Abstract
Abstract 122
Cancer clone development is widely regarded as an evolutionary or Darwinian process of genetic diversification and natural (or therapeutic) selection within tissue ecosystems. Emerging studies are providing strong evidence that dynamic and complex branching sub-clonal genetic architectures are a common feature of cancer (Greaves M and Maley CC Nature 2012). This complexity may underpin the intransigence of advanced cancer to therapeutic control, particularly as the critical 'driver' cells – cancer or leukaemic stem cells, also appear to be genetically diverse within individual patients (Anderson K et al Nature 2011, Notta F et al Nature 2011). Sub-clonal architecture can only be fully determined through the study of large numbers of single cells uniformly sampled from the individual cancer of interest and assessed for composite genotype. Various technologies and approaches from fluorescent in situ hybridisation (FISH) to whole-genome sequencing of single cells have been applied to cancer and leukaemic cells but each approach has limitations. We have developed a novel multiplex microfluidic Q-PCR approach that allows unbiased single cell sampling, high throughput analysis of hundreds of individual cells and simultaneous detection of multiple genetic alterations in a single cell, including fusion genes, DNA copy number alterations (CNAs) and sequence-based mutations.

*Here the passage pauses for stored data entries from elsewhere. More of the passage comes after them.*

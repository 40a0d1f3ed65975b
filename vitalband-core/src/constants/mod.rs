//! Design Constants for the VitalBand Core
//!
//! Every tunable number in the signal chain lives here. These are design
//! parameters matched to the sensors on the band, not user settings: they are
//! compile-time constants and nothing in the crate mutates them at runtime.
//!
//! ## Organization
//!
//! Constants are grouped by concern:
//! - **Filters**: DC tracker shifts, FIR coefficient table, window sizes
//! - **Channels**: detector thresholds, debounce intervals, rate windows,
//!   plausibility bounds
//! - **Time**: unit conversions and scheduler cadence
//! - **Buffers**: rate-counter capacities, SpO2 buffers, message sizes
//! - **Sensors**: datasheet scale factors for register conversions
//!
//! ## Usage Guidelines
//!
//! 1. Always use these constants instead of magic numbers
//! 2. Keep units in the name (`_MS`, `_MV`, `_MG`, `_BPM`)
//! 3. Note the sensor or datasheet a value was tuned against

/// Fixed-point filter parameters.
pub mod filters;

/// Per-channel detector, window and plausibility parameters.
pub mod channels;

/// Time conversions and scheduler cadence.
pub mod time;

/// Buffer capacities.
pub mod buffers;

/// Register scale factors of the fitted sensors.
pub mod sensors;

pub use filters::{DC_DECAY_SHIFT, DC_FRACTION_BITS, FIR_COEFFS, FIR_FRACTION_BITS, FIR_RING_LEN};

pub use time::{MS_PER_MINUTE, MS_PER_SECOND, TICK_INTERVAL_MS};

pub use buffers::{AGGREGATOR_MESSAGE_BYTES, AGGREGATOR_MAX_ENTRIES, SPO2_BUFFER_LEN};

As a proof of principle study we have applied this technique to REH, an acute lymphoblastic leukaemia (ALL) cell line that harbors the ETV6-RUNX1 fusion and a SNP in the EPO receptor gene, which we used as a surrogate mutation. We further determined a detailed sub-clonal genetic architecture for two ETV6-RUNX1 positive ALL patient samples with multiple point mutations and copy number alterations (determined by whole-genome sequencing) by interrogating approximately 400 flow cytometry sorted single cells with validation by FISH and standard sequencing. Briefly, single cells were lysed prior to multiplex specific (DNA) target amplification (STA) and Q-PCR using the 96.96 dynamic microfluidic array and the BioMarkï HD (Fluidigm, UK). Phylogenetic trees were constructed using maximum parsimony with PAUP analysis software.

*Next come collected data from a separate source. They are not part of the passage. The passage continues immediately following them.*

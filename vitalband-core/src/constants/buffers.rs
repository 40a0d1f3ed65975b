//! Buffer Capacities
//!
//! All storage in the core is fixed-size and sized here. The numbers are
//! chosen so that the worst case for each buffer is known at compile time;
//! nothing grows at runtime.

use super::channels::{RESPIRATORY_DEBOUNCE_MS, RESPIRATORY_WINDOW_MS};

// ===== RATE COUNTER CAPACITIES =====

/// Beat timestamps kept for the PPG heart-rate channel.
pub const HEART_RATE_HISTORY: usize = 8;

/// Beat timestamps kept for the analog pulse channel.
pub const PULSE_HISTORY: usize = 15;

/// Breath timestamps kept for the respiratory channel.
///
/// At the 1500 ms debounce at most 41 breaths land in the inclusive 60 s
/// window, so the ring never overwrites a breath that still counts.
pub const RESPIRATORY_HISTORY: usize = 41;

/// Step timestamps kept for the cadence channel.
pub const STEP_HISTORY: usize = 50;

/// Rotation ("swing") timestamps kept for the gyroscope channel.
pub const ROTATION_HISTORY: usize = 50;

// ===== SPO2 =====

/// IR/red samples handed to the SpO2 algorithm per call.
pub const SPO2_BUFFER_LEN: usize = 100;

/// Samples discarded from the front of the SpO2 buffers after each call.
///
/// The remaining 75 samples are reused, so a new estimate is produced every
/// 25 PPG samples once the buffer has filled.
pub const SPO2_SLIDE: usize = 25;

const _: () = assert!(SPO2_SLIDE <= SPO2_BUFFER_LEN, "slide cannot exceed the buffer");
const _: () = assert!(SPO2_SLIDE > 0, "a zero slide never frees space in the buffer");

const _: () = assert!(
    RESPIRATORY_HISTORY > (RESPIRATORY_WINDOW_MS / RESPIRATORY_DEBOUNCE_MS) as usize,
    "respiratory history must hold every breath the window can count"
);

// ===== AGGREGATED MESSAGE =====

/// Maximum entries in one aggregated message.
pub const AGGREGATOR_MAX_ENTRIES: usize = 8;

/// Maximum serialized length of one aggregated message (bytes).
pub const AGGREGATOR_MESSAGE_BYTES: usize = 256;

Interrogation of REH revealed that all single cells registered the ETV6-RUNX1 fusion and EPO receptor SNP, but 42% of cells gained either 1 or 2 additional copies of chromosome 21. Patient sample data revealed branching sub-clonal architectures in Case A in which all leukaemic cells harbored the fusion with additional point mutations but only sub-clones showed CNAs. In contrast, the sub-clonal architecture of Case B showed that whilst the ETV6-RUNX1 fusion was the earliest (or universal) genomic event, CNAs were relatively early events preceding the acquisition of point mutations (Figure 1). In both cases, the numerically predominant sub-clone harbored both point mutations and CNAs in addition to the presumptive initiating lesion, ETV6-RUNX1.
These detailed and complex sub-clonal architectures would be masked by other genetic techniques. Single cell genetics coupled with deep genome sequencing is now technically feasible and provides an accurate portrait of the dynamic clonal complexity in leukaemia (and other cancers). Variegated genetics and clonal complexity in individual leukaemias has important implications for our understanding of molecular pathogenesis and for therapeutic targeting.
No relevant conflicts of interest to declare.
Author notes
Asterisk with author names denotes non-ASH members.